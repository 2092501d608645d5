use std::collections::HashMap;

use log::warn;

use crate::error::Result;
use crate::packet::{expect_single, PacketType};
use crate::parse::PacketReader;

/// Server cvars as returned by A2S_RULES.
pub type Rules = HashMap<String, String>;

/// Parse a complete A2S_RULES reply (reassembled and decompressed if needed),
/// header included.
///
/// Some servers cut the last pair off mid-string. Pairs are read until the
/// declared count is reached or a string runs off the end of the packet,
/// whichever comes first.
pub fn parse_rules(data: &[u8]) -> Result<Rules> {
    let mut r = PacketReader::new(data);
    expect_single(&mut r)?;
    PacketType::expect(&mut r, PacketType::Rules)?;

    let count = r.read_u16()?;
    let mut rules = Rules::with_capacity(count as usize);
    let read = read_pairs(&mut r, count, &mut rules);
    if read < count {
        warn!("rules reply truncated: {read} of {count} pairs");
    }

    Ok(rules)
}

/// Read up to `count` pairs into `rules`, returning how many were on the
/// wire. A repeated key overwrites the earlier value but still counts.
fn read_pairs(r: &mut PacketReader<'_>, count: u16, rules: &mut Rules) -> u16 {
    let mut read = 0;
    while read < count {
        let Some(key) = r.try_read_string() else {
            break;
        };
        let Some(value) = r.try_read_string() else {
            break;
        };
        rules.insert(key, value);
        read += 1;
    }
    read
}
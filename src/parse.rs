use byteorder::{ByteOrder, LittleEndian};

use crate::error::{Result, SourceQueryError};

/// Forward-only reader over a received packet.
///
/// Fixed-width reads are little-endian and bounds checked; a read past the
/// end of the buffer fails with [SourceQueryError::UnexpectedEof] and leaves
/// the position untouched.
#[derive(Debug, Clone)]
pub struct PacketReader<'a> {
    data: &'a [u8],
    pos: usize,
}

impl<'a> PacketReader<'a> {
    pub fn new(data: &'a [u8]) -> Self {
        PacketReader { data, pos: 0 }
    }

    /// Index of the next unread byte.
    pub fn position(&self) -> usize {
        self.pos
    }

    pub fn remaining(&self) -> usize {
        self.data.len() - self.pos
    }

    /// Returns true if at least `size` bytes are left to read.
    pub fn can_read(&self, size: usize) -> bool {
        self.remaining() >= size
    }

    pub fn has_remaining(&self) -> bool {
        self.pos < self.data.len()
    }

    /// The unread tail of the packet, without consuming it.
    pub fn rest(&self) -> &'a [u8] {
        &self.data[self.pos..]
    }

    fn take(&mut self, size: usize) -> Result<&'a [u8]> {
        let offset = self.pos;
        let bytes = self
            .data
            .get(offset..offset + size)
            .ok_or(SourceQueryError::UnexpectedEof { offset, needed: size })?;
        self.pos += size;
        Ok(bytes)
    }

    pub fn read_u8(&mut self) -> Result<u8> {
        Ok(self.take(1)?[0])
    }

    pub fn read_u16(&mut self) -> Result<u16> {
        Ok(LittleEndian::read_u16(self.take(2)?))
    }

    pub fn read_u32(&mut self) -> Result<u32> {
        Ok(LittleEndian::read_u32(self.take(4)?))
    }

    pub fn read_i32(&mut self) -> Result<i32> {
        Ok(LittleEndian::read_i32(self.take(4)?))
    }

    pub fn read_u64(&mut self) -> Result<u64> {
        Ok(LittleEndian::read_u64(self.take(8)?))
    }

    pub fn read_f32(&mut self) -> Result<f32> {
        Ok(LittleEndian::read_f32(self.take(4)?))
    }

    /// Read a null-terminated string for a mandatory field.
    ///
    /// A missing terminator is malformed input and aborts the decode with
    /// [SourceQueryError::UnterminatedString].
    pub fn read_string(&mut self) -> Result<String> {
        let offset = self.pos;
        self.try_read_string()
            .ok_or(SourceQueryError::UnterminatedString(offset))
    }

    /// Read a null-terminated string that may be cut off by the end of the packet.
    ///
    /// Returns `None` without advancing if no terminator is found.
    /// Invalid UTF-8 is replaced rather than rejected, since servers happily
    /// send arbitrary bytes in player names and cvar values.
    pub fn try_read_string(&mut self) -> Option<String> {
        let rest = self.rest();
        let len = rest.iter().position(|&c| c == 0)?;
        let value = String::from_utf8_lossy(&rest[..len]).into_owned();
        self.pos += len + 1;
        Some(value)
    }
}

/// Append-only buffer for building outbound packets.
#[derive(Debug, Default, Clone)]
pub struct PacketBuilder {
    payload: Vec<u8>,
}

impl PacketBuilder {
    pub fn new() -> Self {
        Self::default()
    }

    pub fn write_bytes(&mut self, bytes: &[u8]) -> &mut Self {
        self.payload.extend_from_slice(bytes);
        self
    }

    pub fn write_u8(&mut self, value: u8) -> &mut Self {
        self.payload.push(value);
        self
    }

    pub fn write_i32(&mut self, value: i32) -> &mut Self {
        let mut buf = [0u8; 4];
        LittleEndian::write_i32(&mut buf, value);
        self.write_bytes(&buf)
    }

    /// Append `value` followed by a single zero byte.
    /// Interior zero bytes are not escaped.
    pub fn write_cstring(&mut self, value: &str) -> &mut Self {
        self.payload.extend_from_slice(value.as_bytes());
        self.write_u8(0)
    }

    pub fn into_bytes(self) -> Vec<u8> {
        self.payload
    }
}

**Task details:** From the entries above, give again exactly the lines running from the line with "pub struct PacketReader<'a>" to the line with "left to read."; include both of those lines.

**Task output:**
pub struct PacketReader<'a> {
    data: &'a [u8],
    pos: usize,
}

impl<'a> PacketReader<'a> {
    pub fn new(data: &'a [u8]) -> Self {
        PacketReader { data, pos: 0 }
    }

    /// Index of the next unread byte.
    pub fn position(&self) -> usize {
        self.pos
    }

    pub fn remaining(&self) -> usize {
        self.data.len() - self.pos
    }

    /// Returns true if at least `size` bytes are left to read.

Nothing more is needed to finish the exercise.